You might share posts that blame homicides on the unregulated accessibility of guns. Or maybe something that points to understaffed and underfunded law enforcement agencies. Perhaps you blame drugs. Or toxic masculinity. Or the breakdown of the traditional family. Or generational trauma.
If you’re convinced some of these are to blame, you’re likely angered by the mere suggestion of the others. But amplifying those divisive messages does nothing to address the problem and ignoring how it might affect the families of victims is callous and exploitative.
While no universal definition exists, a case is considered cold when there are no more leads, and usually, after a long period of time has passed – typically between a year and four years, according to the National Institute of Justice. Each cold case is an unresolved crime, leaving families who are already struggling to make sense of a world that took away their family member to process another unthinkable injustice: when that tragedy is seemingly forgotten.
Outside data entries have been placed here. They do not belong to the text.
//! Read-only commands: model-driven recommendations and heuristic
//! historical rankings.

use roimatch_core::{AppConfig, Recommendation};
use roimatch_model::{
    rank_by_kpis, HistoricalFilter, HistoricalPick, Ranked, RecommendationRequest,
    RecommendationService,
};

pub(crate) fn format_recommendations(recs: &[Recommendation]) -> Vec<String> {
    let mut lines = vec![format!(
        "{:<4} {:<10} {:<6} {:>10} {:>14} {:>9}",
        "rank", "platform", "tier", "budget", "pred_sales", "roi_%"
    )];
    lines.extend(recs.iter().map(|r| {
        format!(
            "{:<4} {:<10} {:<6} {:>10} {:>14.2} {:>9.2}",
            r.rank,
            r.platform.to_string(),
            r.influencer_tier.to_string(),
            r.budget,
            r.predicted_sales,
            r.predicted_roi
        )
    }));
    lines
}

pub(crate) fn format_top_campaigns(ranked: &[Ranked<HistoricalPick>]) -> Vec<String> {
    let mut lines = vec![format!(
        "{:<4} {:<16} {:<10} {:<14} {:>12} {:>9}",
        "rank", "campaign", "platform", "category", "kpi_score", "roi_%"
    )];
    lines.extend(ranked.iter().map(|r| {
        let record = &r.item.record;
        format!(
            "{:<4} {:<16} {:<10} {:<14} {:>12.1} {:>9.2}",
            r.rank,
            record.campaign_id,
            record.platform.to_string(),
            record.influencer_category,
            r.score,
            r.item.historical_roi
        )
    }));
    lines
}

/// Load the sales model from the configured path and print ranked
/// placements.
pub(crate) fn run_recommend(config: &AppConfig, req: &RecommendationRequest) -> anyhow::Result<()> {
    let service = RecommendationService::from_config(config);
    let status = service.warm();
    tracing::debug!(
        roi_model = status.roi_model,
        sales_model = status.sales_model,
        "models warmed"
    );

    let recs = service.recommend(req)?;
    if recs.is_empty() {
        println!("no candidates match the given platform/tier filters");
        return Ok(());
    }
    for line in format_recommendations(&recs) {
        println!("{line}");
    }
    Ok(())
}

pub(crate) async fn run_top_campaigns(
    pool: &sqlx::PgPool,
    filter: &HistoricalFilter,
    limit: usize,
) -> anyhow::Result<()> {
    let records = roimatch_db::list_performance_matching(pool, filter).await?;
    let ranked = rank_by_kpis(&records, filter, limit);
    if ranked.is_empty() {
        println!("no campaigns match the given filters; `ingest performance` loads history");
        return Ok(());
    }
    for line in format_top_campaigns(&ranked) {
        println!("{line}");
    }
    Ok(())
}
//! Encoder + regressor bundled as one trained artifact.

use rand::rngs::StdRng;
use rand::seq::SliceRandom;
use rand::SeedableRng;
use serde::{Deserialize, Serialize};

use crate::encoder::{Encoder, OneHotEncoder};
use crate::error::ModelError;
use crate::evaluate::{mean_squared_error, r2_score, TrainingReport};
use crate::forest::{ForestParams, RandomForestRegressor, Regressor};
use crate::table::{FeatureSchema, FeatureTable};

#[derive(Debug, Clone, PartialEq, Serialize, Deserialize)]
pub struct TrainedModel<E, R> {
    encoder: E,
    regressor: R,
}

/// The production model: one-hot encoding into a random forest.
pub type RoiModel = TrainedModel<OneHotEncoder, RandomForestRegressor>;

impl<E: Encoder, R: Regressor> TrainedModel<E, R> {
    /// Fit the encoder on `table`, then the regressor on the encoded rows.
    ///
    /// # Errors
    ///
    /// Returns [`ModelError::EmptyTrainingSet`] for an empty table,
    /// [`ModelError::LengthMismatch`] when `labels` has a different length,
    /// or [`ModelError::SchemaMismatch`] when `table` lacks a schema column.
    pub fn fit(
        schema: &FeatureSchema,
        table: &FeatureTable,
        labels: &[f64],
        params: &R::Params,
    ) -> Result<Self, ModelError> {
        if table.n_rows() != labels.len() {
            return Err(ModelError::LengthMismatch {
                rows: table.n_rows(),
                labels: labels.len(),
            });
        }
        if labels.is_empty() {
            return Err(ModelError::EmptyTrainingSet);
        }
        let encoder = E::fit(schema, table)?;
        let x = encoder.transform(table)?;
        let regressor = R::fit(params, &x, labels)?;
        Ok(Self { encoder, regressor })
    }

    /// Predict one value per row of `table`.
    ///
    /// # Errors
    ///
    /// Returns [`ModelError::SchemaMismatch`] when `table` lacks a column the
    /// model was trained on, or has it with the wrong kind.
    pub fn predict(&self, table: &FeatureTable) -> Result<Vec<f64>, ModelError> {
        let x = self.encoder.transform(table)?;
        self.regressor.predict(&x)
    }

    #[must_use]
    pub fn schema(&self) -> &FeatureSchema {
        self.encoder.schema()
    }

    #[must_use]
    pub fn encoder(&self) -> &E {
        &self.encoder
    }
}

#[derive(Debug, Clone)]
pub struct TrainOptions {
    pub test_fraction: f64,
    pub split_seed: u64,
    pub forest: ForestParams,
}

impl Default for TrainOptions {
    fn default() -> Self {
        Self {
            test_fraction: 0.2,
            split_seed: 42,
            forest: ForestParams::default(),
        }
    }
}

impl TrainOptions {
    /// Default options with both the split and forest seeded from `seed`.
    #[must_use]
    pub fn with_seed(seed: u64) -> Self {
        Self {
            split_seed: seed,
            forest: ForestParams {
                seed,
                ..ForestParams::default()
            },
            ..Self::default()
        }
    }
}

/// Shuffle with a fixed seed, hold out `test_fraction` of rows, fit on the
/// rest, and score the held-out rows.
///
/// The returned model is the one fit on the training split. At least one row
/// always stays in training; with a single row the test split is empty and
/// the metrics are `None`.
///
/// # Errors
///
/// Propagates [`TrainedModel::fit`] errors.
pub fn train_with_holdout(
    schema: &FeatureSchema,
    table: &FeatureTable,
    labels: &[f64],
    options: &TrainOptions,
) -> Result<(RoiModel, TrainingReport), ModelError> {
    if table.n_rows() != labels.len() {
        return Err(ModelError::LengthMismatch {
            rows: table.n_rows(),
            labels: labels.len(),
        });
    }
    let rows = labels.len();
    if rows == 0 {
        return Err(ModelError::EmptyTrainingSet);
    }

    let mut order: Vec<usize> = (0..rows).collect();
    order.shuffle(&mut StdRng::seed_from_u64(options.split_seed));

    let test_rows = test_size(rows, options.test_fraction);
    let (test_idx, train_idx) = order.split_at(test_rows);

    let train_table = table.select(train_idx);
    let train_labels: Vec<f64> = train_idx.iter().map(|&i| labels[i]).collect();
    let model = RoiModel::fit(schema, &train_table, &train_labels, &options.forest)?;

    let (mse, r2) = if test_idx.is_empty() {
        (None, None)
    } else {
        let test_labels: Vec<f64> = test_idx.iter().map(|&i| labels[i]).collect();
        let predicted = model.predict(&table.select(test_idx))?;
        (
            mean_squared_error(&test_labels, &predicted),
            r2_score(&test_labels, &predicted),
        )
    };

    let report = TrainingReport {
        rows,
        train_rows: train_idx.len(),
        test_rows: test_idx.len(),
        mse,
        r2,
    };
    tracing::info!(
        rows = report.rows,
        train_rows = report.train_rows,
        test_rows = report.test_rows,
        mse = ?report.mse,
        r2 = ?report.r2,
        "model trained"
    );
    Ok((model, report))
}

/// Rounded-up share of `rows`, capped so training keeps at least one row.
fn test_size(rows: usize, fraction: f64) -> usize {
    #[allow(
        clippy::cast_precision_loss,
        clippy::cast_possible_truncation,
        clippy::cast_sign_loss
    )]
    let wanted = (rows as f64 * fraction.clamp(0.0, 1.0)).ceil() as usize;
    wanted.min(rows.saturating_sub(1))
}

#[cfg(test)]
mod tests {
    use super::*;
    use crate::table::Column;

    fn sample_table(n: usize) -> (FeatureSchema, FeatureTable, Vec<f64>) {
        let platforms = ["Instagram", "YouTube", "TikTok"];
        let cats: Vec<String> = (0..n).map(|i| platforms[i % 3].to_string()).collect();
        #[allow(clippy::cast_precision_loss)]
        let budgets: Vec<f64> = (0..n).map(|i| 1000.0 + (i as f64) * 10.0).collect();
        let labels: Vec<f64> = cats
            .iter()
            .zip(&budgets)
            .map(|(c, b)| if c == "YouTube" { b * 3.0 } else { b * 1.5 })
            .collect();
        let table = FeatureTable::new()
            .with("platform", Column::Categorical(cats))
            .unwrap()
            .with("budget", Column::Numeric(budgets))
            .unwrap();
        (FeatureSchema::new(&["platform"], &["budget"]), table, labels)
    }

    #[test]
    fn fit_rejects_empty_and_mismatched_inputs() {
        let schema = FeatureSchema::new(&["platform"], &["budget"]);
        let empty = FeatureTable::new()
            .with("platform", Column::Categorical(vec![]))
            .unwrap()
            .with("budget", Column::Numeric(vec![]))
            .unwrap();
        assert!(matches!(
            RoiModel::fit(&schema, &empty, &[], &ForestParams::default()),
            Err(ModelError::EmptyTrainingSet)
        ));

        let (_, table, _) = sample_table(3);
        assert!(matches!(
            RoiModel::fit(&schema, &table, &[1.0], &ForestParams::default()),
            Err(ModelError::LengthMismatch { rows: 3, labels: 1 })
        ));
    }

    #[test]
    fn holdout_splits_eighty_twenty() {
        let (schema, table, labels) = sample_table(50);
        let (_, report) =
            train_with_holdout(&schema, &table, &labels, &TrainOptions::default()).unwrap();
        assert_eq!(report.rows, 50);
        assert_eq!(report.test_rows, 10);
        assert_eq!(report.train_rows, 40);
        assert!(report.mse.is_some());
        assert!(report.r2.unwrap() > 0.5, "r2 {:?}", report.r2);
    }

    #[test]
    fn single_row_has_no_test_metrics() {
        let (schema, table, labels) = sample_table(1);
        let (_, report) =
            train_with_holdout(&schema, &table, &labels, &TrainOptions::default()).unwrap();
        assert_eq!(report.test_rows, 0);
        assert_eq!(report.mse, None);
        assert_eq!(report.r2, None);
    }

    #[test]
    fn holdout_is_deterministic() {
        let (schema, table, labels) = sample_table(30);
        let (a, ra) =
            train_with_holdout(&schema, &table, &labels, &TrainOptions::default()).unwrap();
        let (b, rb) =
            train_with_holdout(&schema, &table, &labels, &TrainOptions::default()).unwrap();
        assert_eq!(ra, rb);
        assert_eq!(a.predict(&table).unwrap(), b.predict(&table).unwrap());
    }

    #[test]
    fn predict_with_missing_column_is_schema_mismatch() {
        let (schema, table, labels) = sample_table(10);
        let model = RoiModel::fit(&schema, &table, &labels, &ForestParams::default()).unwrap();
        let partial = FeatureTable::new()
            .with("platform", Column::Categorical(vec!["Instagram".into()]))
            .unwrap();
        assert!(matches!(
            model.predict(&partial),
            Err(ModelError::SchemaMismatch(_))
        ));
    }

    #[test]
    fn test_size_rounds_up_and_keeps_training_rows() {
        assert_eq!(test_size(10, 0.2), 2);
        assert_eq!(test_size(11, 0.2), 3);
        assert_eq!(test_size(2, 0.2), 1);
        assert_eq!(test_size(1, 0.2), 0);
        assert_eq!(test_size(5, 1.0), 4);
    }
}
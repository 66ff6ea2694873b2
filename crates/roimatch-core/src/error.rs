use thiserror::Error;

#[derive(Debug, Error)]
pub enum CoreError {
    #[error("invalid platform: {0}")]
    InvalidPlatform(String),
    #[error("invalid tier: {0}")]
    InvalidTier(String),
    #[error("invalid match method: {0}")]
    InvalidMatchMethod(String),
    #[error("invalid match outcome: {0}")]
    InvalidMatchOutcome(String),
}

#[derive(Debug, Error)]
pub enum ConfigError {
    #[error("missing required environment variable: {0}")]
    MissingEnvVar(String),

    #[error("invalid value for {var}: {reason}")]
    InvalidEnvVar { var: String, reason: String },

    #[error("failed to decrypt ENCRYPTED_DATABASE_URL: {0}")]
    Decrypt(String),

    #[error("failed to read niches file {path}: {source}")]
    NichesFileIo {
        path: String,
        #[source]
        source: std::io::Error,
    },

    #[error("failed to parse niches file: {0}")]
    NichesFileParse(#[source] serde_yaml::Error),

    #[error("niches validation failed: {0}")]
    Validation(String),
}
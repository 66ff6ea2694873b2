//! Reader for the historical campaign performance CSV.

use std::path::Path;

use chrono::NaiveDate;
use roimatch_core::{PerformanceRecord, Platform};
use serde::Deserialize;

use crate::error::IngestError;

/// Rate applied to `estimated_reach` when the CSV carries no budget column.
pub const DEFAULT_REACH_BUDGET_RATE: f64 = 0.03;

#[derive(Debug, Clone, Default)]
pub struct PerformanceBatch {
    pub records: Vec<PerformanceRecord>,
    /// Rows that failed to deserialize, named an unknown platform, or
    /// carried a negative or non-finite metric.
    pub malformed: usize,
    /// Rows whose budget was derived from reach.
    pub derived_budgets: usize,
}

#[derive(Debug, Deserialize)]
struct PerformanceRow {
    campaign_id: String,
    platform: String,
    influencer_category: String,
    #[serde(default)]
    campaign_type: Option<String>,
    #[serde(default)]
    start_date: Option<String>,
    #[serde(default)]
    engagements: Option<f64>,
    #[serde(default)]
    estimated_reach: Option<f64>,
    #[serde(default)]
    product_sales: Option<f64>,
    #[serde(default)]
    budget: Option<f64>,
    #[serde(default)]
    campaign_duration_days: Option<i32>,
    #[serde(default)]
    end_date: Option<String>,
}

impl PerformanceRow {
    /// First metric that is NaN, infinite, or negative.
    fn invalid_metric(&self) -> Option<&'static str> {
        let metrics = [
            ("engagements", self.engagements),
            ("estimated_reach", self.estimated_reach),
            ("product_sales", self.product_sales),
            ("budget", self.budget),
        ];
        let bad_metric = metrics
            .into_iter()
            .find(|(_, v)| v.is_some_and(|v| !v.is_finite() || v < 0.0))
            .map(|(name, _)| name);
        bad_metric.or_else(|| {
            self.campaign_duration_days
                .is_some_and(|d| d < 0)
                .then_some("campaign_duration_days")
        })
    }
}

/// Read a performance CSV from disk.
///
/// # Errors
///
/// Returns [`IngestError::SourceUnavailable`] if the file cannot be opened,
/// or [`IngestError::Csv`] if the header row is unreadable.
pub fn read_performance_csv(
    path: &Path,
    reach_budget_rate: f64,
) -> Result<PerformanceBatch, IngestError> {
    let file = std::fs::File::open(path).map_err(|source| IngestError::SourceUnavailable {
        path: path.display().to_string(),
        source,
    })?;
    parse_performance_csv(file, reach_budget_rate).map_err(|source| IngestError::Csv {
        path: path.display().to_string(),
        source,
    })
}

/// Parse performance rows from any reader with a header row.
///
/// When a row has no budget, it is derived as `estimated_reach * rate`,
/// truncated toward zero.
///
/// # Errors
///
/// Returns a [`csv::Error`] only if the header row cannot be read; bad data
/// rows are counted in [`PerformanceBatch::malformed`].
pub fn parse_performance_csv<R: std::io::Read>(
    reader: R,
    reach_budget_rate: f64,
) -> Result<PerformanceBatch, csv::Error> {
    let mut rdr = csv::ReaderBuilder::new()
        .trim(csv::Trim::All)
        .from_reader(reader);
    rdr.headers()?;

    let mut batch = PerformanceBatch::default();
    for row in rdr.deserialize::<PerformanceRow>() {
        let row = match row {
            Ok(r) => r,
            Err(e) => {
                tracing::debug!(error = %e, "skipping malformed performance row");
                batch.malformed += 1;
                continue;
            }
        };

        let Ok(platform) = row.platform.parse::<Platform>() else {
            batch.malformed += 1;
            continue;
        };
        if let Some(field) = row.invalid_metric() {
            tracing::debug!(
                campaign_id = %row.campaign_id,
                field,
                "skipping performance row with a negative or non-finite metric"
            );
            batch.malformed += 1;
            continue;
        }

        let estimated_reach = row.estimated_reach.map(truncate_to_i64);
        let budget = match row.budget {
            Some(b) => Some(truncate_to_i64(b)),
            None => estimated_reach.map(|reach| {
                batch.derived_budgets += 1;
                budget_from_reach(reach, reach_budget_rate)
            }),
        };

        batch.records.push(PerformanceRecord {
            campaign_id: row.campaign_id,
            platform,
            influencer_category: row.influencer_category,
            campaign_type: row.campaign_type.filter(|s| !s.is_empty()),
            start_date: row.start_date.as_deref().and_then(parse_date),
            engagements: row.engagements.map(truncate_to_i64),
            estimated_reach,
            product_sales: row.product_sales,
            budget,
            duration_days: row.campaign_duration_days,
            end_date: row.end_date.as_deref().and_then(parse_date),
        });
    }

    Ok(batch)
}

#[allow(clippy::cast_precision_loss)]
fn budget_from_reach(reach: i64, rate: f64) -> i64 {
    truncate_to_i64(reach as f64 * rate)
}

#[allow(clippy::cast_possible_truncation)]
fn truncate_to_i64(v: f64) -> i64 {
    // `as` saturates and maps NaN to 0.
    v.trunc() as i64
}

fn parse_date(raw: &str) -> Option<NaiveDate> {
    NaiveDate::parse_from_str(raw.trim(), "%Y-%m-%d").ok()
}

#[cfg(test)]
mod tests {
    use super::*;

    const HEADER: &str = "campaign_id,platform,influencer_category,campaign_type,start_date,engagements,estimated_reach,product_sales,campaign_duration_days,end_date";

    #[test]
    fn derives_budget_from_reach_when_column_missing() {
        let csv = format!(
            "{HEADER}\n\
             C1,Instagram,Beauty,Product Launch,2023-01-05,1200,100000,5400.5,30,2023-02-04\n\
             C2,tiktok,Fitness,Awareness,2023-03-01,800,33333,,14,2023-03-15\n"
        );
        let batch = parse_performance_csv(csv.as_bytes(), DEFAULT_REACH_BUDGET_RATE).unwrap();

        assert_eq!(batch.records.len(), 2);
        assert_eq!(batch.malformed, 0);
        assert_eq!(batch.derived_budgets, 2);
        assert_eq!(batch.records[0].budget, Some(3000));
        assert_eq!(batch.records[1].budget, Some(999));
        assert_eq!(batch.records[1].platform, Platform::TikTok);
        assert_eq!(batch.records[1].product_sales, None);
        assert_eq!(
            batch.records[0].start_date,
            NaiveDate::from_ymd_opt(2023, 1, 5)
        );
    }

    #[test]
    fn explicit_budget_column_is_used() {
        let csv = "campaign_id,platform,influencer_category,estimated_reach,product_sales,budget\n\
                   C1,YouTube,Tech,50000,2000,1234\n";
        let batch = parse_performance_csv(csv.as_bytes(), DEFAULT_REACH_BUDGET_RATE).unwrap();
        assert_eq!(batch.records[0].budget, Some(1234));
        assert_eq!(batch.derived_budgets, 0);
        assert_eq!(batch.records[0].campaign_type, None);
    }

    #[test]
    fn unknown_platform_and_bad_numbers_are_malformed() {
        let csv = format!(
            "{HEADER}\n\
             C1,MySpace,Beauty,Launch,2023-01-05,1,1,1,1,2023-01-06\n\
             C2,Instagram,Beauty,Launch,2023-01-05,lots,1,1,1,2023-01-06\n\
             C3,Facebook,Beauty,Launch,not-a-date,5,100,10,1,\n"
        );
        let batch = parse_performance_csv(csv.as_bytes(), DEFAULT_REACH_BUDGET_RATE).unwrap();
        assert_eq!(batch.malformed, 2);
        assert_eq!(batch.records.len(), 1);
        assert_eq!(batch.records[0].start_date, None);
        assert_eq!(batch.records[0].end_date, None);
    }

    #[test]
    fn non_finite_and_negative_metrics_are_malformed() {
        let csv = format!(
            "{HEADER}\n\
             C1,Instagram,Beauty,Launch,2023-01-05,10,100,NaN,1,\n\
             C2,Instagram,Beauty,Launch,2023-01-05,10,inf,50,1,\n\
             C3,Instagram,Beauty,Launch,2023-01-05,-4,100,50,1,\n\
             C4,Instagram,Beauty,Launch,2023-01-05,10,100,-0.5,1,\n\
             C5,Instagram,Beauty,Launch,2023-01-05,10,100,50,-3,\n\
             C6,Instagram,Beauty,Launch,2023-01-05,10,100,50,1,\n"
        );
        let batch = parse_performance_csv(csv.as_bytes(), DEFAULT_REACH_BUDGET_RATE).unwrap();
        assert_eq!(batch.malformed, 5);
        assert_eq!(batch.records.len(), 1);
        assert_eq!(batch.records[0].campaign_id, "C6");
        assert_eq!(batch.records[0].product_sales, Some(50.0));
    }

    #[test]
    fn negative_explicit_budget_is_malformed() {
        let csv = "campaign_id,platform,influencer_category,product_sales,budget\n\
                   C1,YouTube,Tech,200,-100\n\
                   C2,YouTube,Tech,200,100\n";
        let batch = parse_performance_csv(csv.as_bytes(), DEFAULT_REACH_BUDGET_RATE).unwrap();
        assert_eq!(batch.malformed, 1);
        assert_eq!(batch.records[0].budget, Some(100));
    }

    #[test]
    fn missing_file_is_source_unavailable() {
        let err = read_performance_csv(Path::new("/no/such/file.csv"), 0.03).unwrap_err();
        assert!(matches!(err, IngestError::SourceUnavailable { .. }));
    }

    #[test]
    fn reads_from_disk() {
        let dir = tempfile::tempdir().unwrap();
        let path = dir.path().join("perf.csv");
        std::fs::write(
            &path,
            "campaign_id,platform,influencer_category,product_sales,budget\nC9,Twitter,Gaming,10,5\n",
        )
        .unwrap();
        let batch = read_performance_csv(&path, 0.03).unwrap();
        assert_eq!(batch.records.len(), 1);
        assert_eq!(batch.records[0].platform, Platform::Twitter);
    }
}
//! Database operations for the `matches` table.

use chrono::{DateTime, Utc};
use roimatch_core::Match;
use sqlx::PgPool;

use crate::DbError;

/// A row from the `matches` table.
#[derive(Debug, Clone, sqlx::FromRow)]
pub struct MatchRow {
    pub match_id: i64,
    pub creator_id: i64,
    pub match_method: String,
    pub actual_roi: f64,
    pub outcome: String,
    pub created_at: DateTime<Utc>,
}

impl TryFrom<MatchRow> for Match {
    type Error = DbError;

    fn try_from(row: MatchRow) -> Result<Self, Self::Error> {
        Ok(Match {
            id: row.match_id,
            creator_id: row.creator_id,
            method: row.match_method.parse()?,
            actual_roi: row.actual_roi,
            outcome: row.outcome.parse()?,
        })
    }
}

/// Insert matches in one transaction. Every `creator_id` must already exist.
///
/// # Errors
///
/// Returns [`DbError::Sqlx`] if any insert fails, including a foreign-key
/// violation; nothing is committed.
pub async fn insert_matches(pool: &PgPool, matches: &[Match]) -> Result<u64, DbError> {
    let mut tx = pool.begin().await?;
    let mut inserted = 0u64;

    for m in matches {
        let result = sqlx::query(
            "INSERT INTO matches (creator_id, match_method, actual_roi, outcome) \
             VALUES ($1, $2, $3, $4)",
        )
        .bind(m.creator_id)
        .bind(m.method.to_string())
        .bind(m.actual_roi)
        .bind(m.outcome.to_string())
        .execute(&mut *tx)
        .await?;
        inserted += result.rows_affected();
    }

    tx.commit().await?;
    Ok(inserted)
}

/// All matches, ordered by `match_id`.
///
/// # Errors
///
/// Returns [`DbError::Sqlx`] if the query fails, or [`DbError::InvalidRow`]
/// for an unknown method or outcome.
pub async fn list_matches(pool: &PgPool) -> Result<Vec<Match>, DbError> {
    let rows = sqlx::query_as::<_, MatchRow>(
        "SELECT match_id, creator_id, match_method, actual_roi, outcome, created_at \
         FROM matches \
         ORDER BY match_id",
    )
    .fetch_all(pool)
    .await?;

    rows.into_iter().map(Match::try_from).collect()
}

/// Delete all matches, campaigns, and creators in one transaction, for a
/// full reload.
///
/// # Errors
///
/// Returns [`DbError::Sqlx`] if any delete fails; nothing is committed.
pub async fn clear_match_tables(pool: &PgPool) -> Result<(), DbError> {
    let mut tx = pool.begin().await?;
    sqlx::query("DELETE FROM matches").execute(&mut *tx).await?;
    sqlx::query("DELETE FROM campaigns").execute(&mut *tx).await?;
    sqlx::query("DELETE FROM creators").execute(&mut *tx).await?;
    tx.commit().await?;
    Ok(())
}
“A lot of these families, a number of them, their world stopped the day their loved one was murdered,” said Ryan Backmann, founder and executive director at Project: Cold Case, a nonprofit working with families and law enforcement to help solve cold cases through providing publicity to all cases, not just those in the public eye.
Backmann’s father was killed in Jacksonville, Florida in 2009, and he started Project: Cold Case in 2015. He’s found helping other families who are grappling with loss to be cathartic, but he is often reminded of his own grief.
“Every time there’s my birthday, every time there’s a holiday, those memories and what we are missing out on are brought to the forefront,” Backmann said.
Backmann spoke at the first annual Cold Case Symposium, which was held at the New College of Interdisciplinary Arts and Sciences on ASU’s West campus on Sept. 23 during National Forensic Science Week.
Lauren Weidner, assistant professor in the School of Mathematical and Natural Sciences, organized the event. She prefers to focus on advocacy and awareness.
“Nobody wants cases to go cold, there’s probably a bunch of different reasons for why they did. And there’s probably a lot of people blaming people,” Weidner said. “Playing the blame game never really helps anything move forward.”
People may assume, as I did, that science and technological advancements would help improve clearance rates over time, but they have actually gone down over the past 60 years, according to the Murder Accountability Project. Last year just over half of the over 14,000 homicides were solved, compared to over 70% in 1980 and almost 85% in 1965.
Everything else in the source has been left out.